## ASSIGNED TASK
In the material below, find every line containing the string "crate" and return it.

## TASK INPUT
=== Begin Enclosure ===
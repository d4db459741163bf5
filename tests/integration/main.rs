//! Integration tests for sitemap discovery and crawling
//!
//! These tests use wiremock to create mock HTTP servers and drive the full
//! discovery and crawl cycle end-to-end.

mod crawl_tests;
mod sitemap_tests;

use site_crawler::config::Config;
use wiremock::ResponseTemplate;

/// Configuration with no politeness delay and short timeouts
pub fn test_config() -> Config {
    let mut config = Config::default();
    config.crawler.crawl_delay = 0;
    config.crawler.page_timeout = 5;
    config.sitemap.timeout = 5;
    config.sitemap.robots_timeout = 5;
    config
}

/// 200 response with an HTML body
pub fn html(title: &str, body: &str) -> ResponseTemplate {
    ResponseTemplate::new(200).set_body_raw(
        format!(
            "<html><head><title>{}</title></head><body>{}</body></html>",
            title, body
        ),
        "text/html",
    )
}

/// 200 response with an XML body
pub fn xml(body: String) -> ResponseTemplate {
    ResponseTemplate::new(200).set_body_raw(body, "application/xml")
}

/// `<urlset>` document listing `urls`
pub fn urlset(urls: &[String]) -> String {
    let entries: String = urls
        .iter()
        .map(|url| format!("<url><loc>{}</loc></url>", url.replace('&', "&amp;")))
        .collect();
    format!(
        r#"<?xml version="1.0" encoding="UTF-8"?><urlset xmlns="http://www.sitemaps.org/schemas/sitemap/0.9">{}</urlset>"#,
        entries
    )
}

/// `<sitemapindex>` document listing `sitemaps`
pub fn sitemap_index(sitemaps: &[String]) -> String {
    let entries: String = sitemaps
        .iter()
        .map(|url| format!("<sitemap><loc>{}</loc></sitemap>", url))
        .collect();
    format!(
        r#"<?xml version="1.0" encoding="UTF-8"?><sitemapindex xmlns="http://www.sitemaps.org/schemas/sitemap/0.9">{}</sitemapindex>"#,
        entries
    )
}
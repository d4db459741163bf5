//! Crawler module for page fetching and processing
//!
//! This module contains the core crawling logic, including:
//! - HTTP fetching for pages, sitemaps and robots.txt
//! - HTML parsing, metadata and link extraction
//! - Concurrency limiting and politeness delay
//! - Overall crawl coordination

mod coordinator;
mod fetcher;
mod page;
mod parser;
mod scheduler;

pub use coordinator::{Coordinator, CrawlOptions};
pub use fetcher::{fetch_url, is_html, FetchResult, Fetcher};
pub use page::crawl_url;
pub use parser::{extract_metadata, extract_urls, parse_html, PageMetadata, ParsedPage};
pub use scheduler::Scheduler;

use crate::{CrawlerError, Result};
use std::sync::{Mutex, MutexGuard};

/// Locks shared storage
///
/// A poisoned lock means a task panicked mid-write, so the storage is
/// reported as unusable instead of being read.
pub(crate) fn lock_storage<S>(storage: &Mutex<S>) -> Result<MutexGuard<'_, S>> {
    storage
        .lock()
        .map_err(|_| CrawlerError::Storage("storage mutex poisoned".to_string()))
}
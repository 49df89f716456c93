use crate::config::Config;
use crate::journal::JournalStore;
use crate::profile::ProfileSettings;
use crate::session::Session;
use std::sync::Arc;
use tokio::sync::Mutex;

#[derive(Clone)]
pub struct AppState {
    pub journal: Arc<Mutex<JournalStore>>,
    pub profile: Arc<Mutex<ProfileSettings>>,
    pub session: Arc<Mutex<Session>>,
}

impl AppState {
    pub fn new(journal: JournalStore, profile: ProfileSettings) -> Self {
        Self {
            journal: Arc::new(Mutex::new(journal)),
            profile: Arc::new(Mutex::new(profile)),
            session: Arc::new(Mutex::new(Session::default())),
        }
    }

    pub fn from_config(config: &Config) -> Self {
        let journal = if config.seed_samples {
            JournalStore::with_samples()
        } else {
            JournalStore::new()
        };
        Self::new(journal, ProfileSettings::default())
    }

    pub async fn logged_in(&self) -> bool {
        self.session.lock().await.is_logged_in()
    }
}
=== End Enclosure ===
## SOLVED PROBLEM
use crate::{CrawlerError, Result};
pub(crate) fn lock_storage<S>(storage: &Mutex<S>) -> Result<MutexGuard<'_, S>> {
use crate::config::Config;
use crate::journal::JournalStore;
use crate::profile::ProfileSettings;
use crate::session::Session;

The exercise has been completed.